Bad news on the human front, they are not afraid to seriously upcharge humans. Good news again, humans are pretty resilient and resourceful.
That said, they are not typically flexible when they lose things like their phones. Number one priority, make sure you have a phone and that it's charged. I like bringing my portable charge bank with me to recharge while on a plane, or off as I don't really trust airport outlets. I actually forgot to bring mine on this trip and was waiting for my dad to pick me up with a twelve percent charge. When I picked up Kazoo I left the house at 9am and was back home at midnight, my flight was delayed and I didn't expect to be out anywhere near that long, so even if you don't think you need it, I highly encourage you to get a portable bank that you charge before your flight, or at the very least bring your cable. Keep in mind though that you can only use your cable to charge in the terminal and that you would be out of luck in the air.
Assuming your phone stays charged, I suggest you download music onto it to listen to and bring headphones. Classic airport stuff. Additionally, if you like reading I would download a book. I brought a book to the airport since I prefer reading on paper, but I would have much rather had the extra space. Anything that can be digital should be digital or you risk losing it.
When I booked my flight back, I was not given a digital ticket and had to go to the counter at the gate to get my ticket. I am going to tell you right now that despite only having that ticket for maybe 30 minutes at most, it looked like it went through hell.
Of course, I did have a hoodie pocket to stuff it in, not a jeans pocket. I cannot stress how grateful I am for wearing my hoodie. First off, airports and airplanes are cold, solution? Hoodie. Second, you need to take off jackets for TSA, not generally hoodies. Third, the pocket, remember the pocket. And most importantly number four, visibility!
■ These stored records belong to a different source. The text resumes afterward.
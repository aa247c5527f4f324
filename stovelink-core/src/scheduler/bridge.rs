//! Top-level bridge loop
//!
//! One [`Bridge::tick`] is one cursor step. The caller owns the pacing
//! between ticks (step delay, or the cycle pause after a wrap) so the
//! firmware can await it instead of blocking.

use embedded_hal::delay::DelayNs;
use stovelink_hal::{Uart, UartTx};
use stovelink_protocol::{DeviceId, StatusUpdate};

use super::cycle::{CycleState, Rollover};
use crate::command::{CommandLog, CommandProcessor};
use crate::config::BridgeConfig;
use crate::device::{Heater, MAX_PROBES};
use crate::fuel::FuelReporter;
use crate::host::HostPort;
use crate::poller::PollOutcome;
use crate::traits::RangeSensor;

/// Everything that happened during one tick
#[derive(Debug, Clone, PartialEq, Eq)]
#[cfg_attr(feature = "defmt", derive(defmt::Format))]
pub struct TickReport {
    /// Cursor position the heaters were polled at
    pub position: usize,
    /// Poll outcome per heater, indexed like [`DeviceId::index`]
    pub polls: [PollOutcome; 2],
    /// Host frames handled this tick
    pub commands: CommandLog,
    /// Stray host bytes thrown away
    pub purged: usize,
    /// Set when this tick closed a cycle
    pub rollover: Option<Rollover>,
    /// Pellet level reports sent at the wrap
    pub fuel: [Option<StatusUpdate>; 2],
    /// Host writes failed since start-up
    pub host_write_errors: u32,
}

impl TickReport {
    /// True if this tick wrapped the cursor
    pub fn cycle_complete(&self) -> bool {
        self.rollover.is_some()
    }
}

/// The bridge: two heaters, the host and the cycle state
pub struct Bridge<H: Uart, L, S, D> {
    host: HostPort<H>,
    heaters: [Heater<L>; 2],
    fuel: Option<FuelReporter<S>>,
    cycle: CycleState,
    processor: CommandProcessor,
    delay: D,
    step_delay_ms: u32,
}

impl<H, L, S, D> Bridge<H, L, S, D>
where
    H: Uart,
    L: Uart,
    S: RangeSensor,
    D: DelayNs,
{
    /// Assemble the bridge
    ///
    /// `heater_links` are in device order. `fuel` is dropped when pellet
    /// sensors are disabled in `config`.
    pub fn new(
        config: &BridgeConfig,
        host: H,
        heater_links: [L; 2],
        fuel: Option<FuelReporter<S>>,
        delay: D,
    ) -> Self {
        let [first, second] = heater_links;
        Self {
            host: HostPort::new(host),
            heaters: [
                Heater::new(DeviceId::Heater1, first),
                Heater::new(DeviceId::Heater2, second),
            ],
            fuel: fuel.filter(|_| config.pellet_sensors_enabled),
            cycle: CycleState::new(MAX_PROBES),
            processor: CommandProcessor::new(config.settle_delay_ms),
            delay,
            step_delay_ms: config.step_delay_ms,
        }
    }

    /// Run one cursor step
    pub fn tick(&mut self) -> TickReport {
        let position = self.cycle.position();

        let mut polls = [PollOutcome::Idle; 2];
        for (slot, heater) in self.heaters.iter_mut().enumerate() {
            let outcome = heater.poll(position, &self.cycle);
            if let Some(update) = outcome.update() {
                self.host.send(update);
            }
            polls[slot] = outcome;
            self.delay.delay_ms(self.step_delay_ms);
        }

        let commands = self.processor.drain(
            &mut self.host,
            &mut self.heaters,
            &mut self.cycle,
            &mut self.delay,
        );
        let purged = self.processor.purge(&mut self.host);

        let rollover = self.cycle.advance();
        let mut fuel = [None; 2];
        if let (Some(_), Some(reporter)) = (rollover, self.fuel.as_mut()) {
            for device in DeviceId::ALL {
                // The wrap clears the force flag before pellet levels are
                // checked and arms the next one after, so only a changed
                // reading is sent here
                let report = reporter.check(device, false);
                if let Some(update) = report {
                    self.host.send(update);
                }
                fuel[device.index()] = report;
            }
        }

        TickReport {
            position,
            polls,
            commands,
            purged,
            rollover,
            fuel,
            host_write_errors: self.host.write_errors(),
        }
    }

    pub fn cycle(&self) -> &CycleState {
        &self.cycle
    }

    pub fn heater(&self, device: DeviceId) -> &Heater<L> {
        &self.heaters[device.index()]
    }

    /// True if pellet levels are ranged at each wrap
    pub fn fuel_enabled(&self) -> bool {
        self.fuel.is_some()
    }

    /// Error of the most recent failed host write, cleared on read
    pub fn take_host_error(&mut self) -> Option<<H as UartTx>::Error> {
        self.host.take_error()
    }
}
use std::io::ErrorKind;
use std::path::PathBuf;

use chrono::{DateTime, Utc};
use serde::{Deserialize, Serialize};
use tracing::debug;

use super::{StorageError, TokenStore};

#[derive(Debug, Clone, Serialize, Deserialize)]
struct StoredValue {
    value: String,
    saved_at: DateTime<Utc>,
}

/// Token store backed by one JSON file per key in a directory.
#[derive(Debug, Clone)]
pub struct FileStore {
    dir: PathBuf,
}

impl FileStore {
    pub fn new(dir: PathBuf) -> Self {
        Self { dir }
    }

    fn path(&self, key: &str) -> PathBuf {
        self.dir.join(format!("{}.json", key))
    }
}

impl TokenStore for FileStore {
    fn get(&self, key: &str) -> Result<Option<String>, StorageError> {
        let path = self.path(key);
        if !path.exists() {
            return Ok(None);
        }

        let contents = std::fs::read_to_string(&path).map_err(|e| {
            StorageError::Unavailable(format!("Failed to read {}: {}", path.display(), e))
        })?;
        let stored: StoredValue = serde_json::from_str(&contents).map_err(|e| {
            StorageError::Corrupt(format!("Failed to parse {}: {}", path.display(), e))
        })?;

        Ok(Some(stored.value))
    }

    fn set(&self, key: &str, value: &str) -> Result<(), StorageError> {
        std::fs::create_dir_all(&self.dir).map_err(|e| {
            StorageError::Unavailable(format!("Failed to create {}: {}", self.dir.display(), e))
        })?;

        let stored = StoredValue {
            value: value.to_string(),
            saved_at: Utc::now(),
        };
        let contents = serde_json::to_string_pretty(&stored)
            .map_err(|e| StorageError::Corrupt(e.to_string()))?;

        let path = self.path(key);
        std::fs::write(&path, contents).map_err(|e| {
            StorageError::Unavailable(format!("Failed to write {}: {}", path.display(), e))
        })?;
        debug!(path = %path.display(), "Saved token file");
        Ok(())
    }

    fn remove(&self, key: &str) -> Result<(), StorageError> {
        let path = self.path(key);
        match std::fs::remove_file(&path) {
            Ok(()) => Ok(()),
            Err(e) if e.kind() == ErrorKind::NotFound => Ok(()),
            Err(e) => Err(StorageError::Unavailable(format!(
                "Failed to remove {}: {}",
                path.display(),
                e
            ))),
        }
    }
}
Visibility? I had never met my breeder before and had no idea how the interaction would go down as we met at an airport. When we both arrived at the airport, we were on different floors trying to find each other by saying what we were around all while avoiding swarms of people. Solution? Hoodie. I made sure to wear a neon orange hoodie and told my breeder I would be wearing it and the second I came down the stairs she spotted me and waved me over. It got rid of so much hassle with no extra work.
Speaking of hassle, one thing I would bring is a granola bar or one of those meal replacement bars. I had no time to get anything for lunch and dinner was an ordeal. This way you do not need to wait in line to buy something and can have a meal whenever you want. In conjunction with that, I would bring a water bottle to fill at the fountains in the airport. I recommend one with a clip so it can stay outside your bag. Absolutely nobody was at the water fountains while everybody was in line at the marketplace. Huge time saving potential.
Where are you going to put all this stuff? Great question. As I mentioned earlier, I brought a drawstring bag with me to the airport. They are very portable and easy to just stuff in your pocket when empty. I will confess that I did not buy mine online, I got mine for free from my college, so it is sufficiently branded.

Ending Notes

It is better to be safe than sorry.
If you think you may need something, I say get it. If you're getting a large breed, there is a good chance it will be their only time being on an airplane or navigating an airport, but that is not an excuse to slack on basic care. The only difference between small and large breed puppies is that a small breed has the potential to go on an airplane again, in which case it would be fair to splurge on a better carrier that would garner more than one use, but that is the only nuance I will honor at this time.